*** Opening Given entries ***

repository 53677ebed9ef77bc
//! Database migrations.
//!
//! Migrations are managed using sea-orm-migration.

pub use sea_orm_migration::prelude::*;

mod m20260301_000001_initial;

/// Migrator for running database migrations.
pub struct Migrator;

#[async_trait::async_trait]
impl MigratorTrait for Migrator {
    fn migrations() -> Vec<Box<dyn MigrationTrait>> {
        vec![Box::new(m20260301_000001_initial::Migration)]
    }
}
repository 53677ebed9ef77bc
//! Shared configuration and plumbing for Receipta.
//!
//! This crate provides common pieces used across the workspace:
//! - Configuration management
//! - Tracing subscriber setup
//! - Pagination types for list queries

pub mod config;
pub mod telemetry;
pub mod types;

pub use config::{AppConfig, DatabaseConfig, LedgerConfig, LoggingConfig, SeedConfig};
pub use telemetry::init_tracing;
pub use types::{PageRequest, PageResponse};
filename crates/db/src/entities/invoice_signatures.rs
//! `SeaORM` Entity for invoice_signatures table.

use sea_orm::entity::prelude::*;
use serde::{Deserialize, Serialize};

#[derive(Clone, Debug, PartialEq, Eq, DeriveEntityModel, Serialize, Deserialize)]
#[sea_orm(table_name = "invoice_signatures")]
pub struct Model {
    #[sea_orm(primary_key, auto_increment = false)]
    pub id: Uuid,
    pub business_id: Uuid,
    #[sea_orm(unique)]
    pub invoice_id: Uuid,
    pub signer_name: String,
    pub signer_email: String,
    #[sea_orm(column_type = "VarBinary(StringLen::None)")]
    pub signature_image: Vec<u8>,
    pub signed_at: DateTimeWithTimeZone,
    pub ip_address: Option<String>,
    #[sea_orm(column_type = "Text", nullable)]
    pub user_agent: Option<String>,
    pub document_hash: String,
    pub created_at: DateTimeWithTimeZone,
}

#[derive(Copy, Clone, Debug, EnumIter, DeriveRelation)]
pub enum Relation {
    #[sea_orm(
        belongs_to = "super::invoices::Entity",
        from = "Column::InvoiceId",
        to = "super::invoices::Column::Id"
    )]
    Invoices,
}

impl Related<super::invoices::Entity> for Entity {
    fn to() -> RelationDef {
        Relation::Invoices.def()
    }
}

impl ActiveModelBehavior for ActiveModel {}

*** Closing Given entries ***

[Task description] Reproduce exactly the lines from the one with "#[sea_orm(unique)]" through the last line of the entries, keeping both of those lines and nothing else.

[Solution to this problem]
    #[sea_orm(unique)]
    pub invoice_id: Uuid,
    pub signer_name: String,
    pub signer_email: String,
    #[sea_orm(column_type = "VarBinary(StringLen::None)")]
    pub signature_image: Vec<u8>,
    pub signed_at: DateTimeWithTimeZone,
    pub ip_address: Option<String>,
    #[sea_orm(column_type = "Text", nullable)]
    pub user_agent: Option<String>,
    pub document_hash: String,
    pub created_at: DateTimeWithTimeZone,
}

#[derive(Copy, Clone, Debug, EnumIter, DeriveRelation)]
pub enum Relation {
    #[sea_orm(
        belongs_to = "super::invoices::Entity",
        from = "Column::InvoiceId",
        to = "super::invoices::Column::Id"
    )]
    Invoices,
}

impl Related<super::invoices::Entity> for Entity {
    fn to() -> RelationDef {
        Relation::Invoices.def()
    }
}

impl ActiveModelBehavior for ActiveModel {}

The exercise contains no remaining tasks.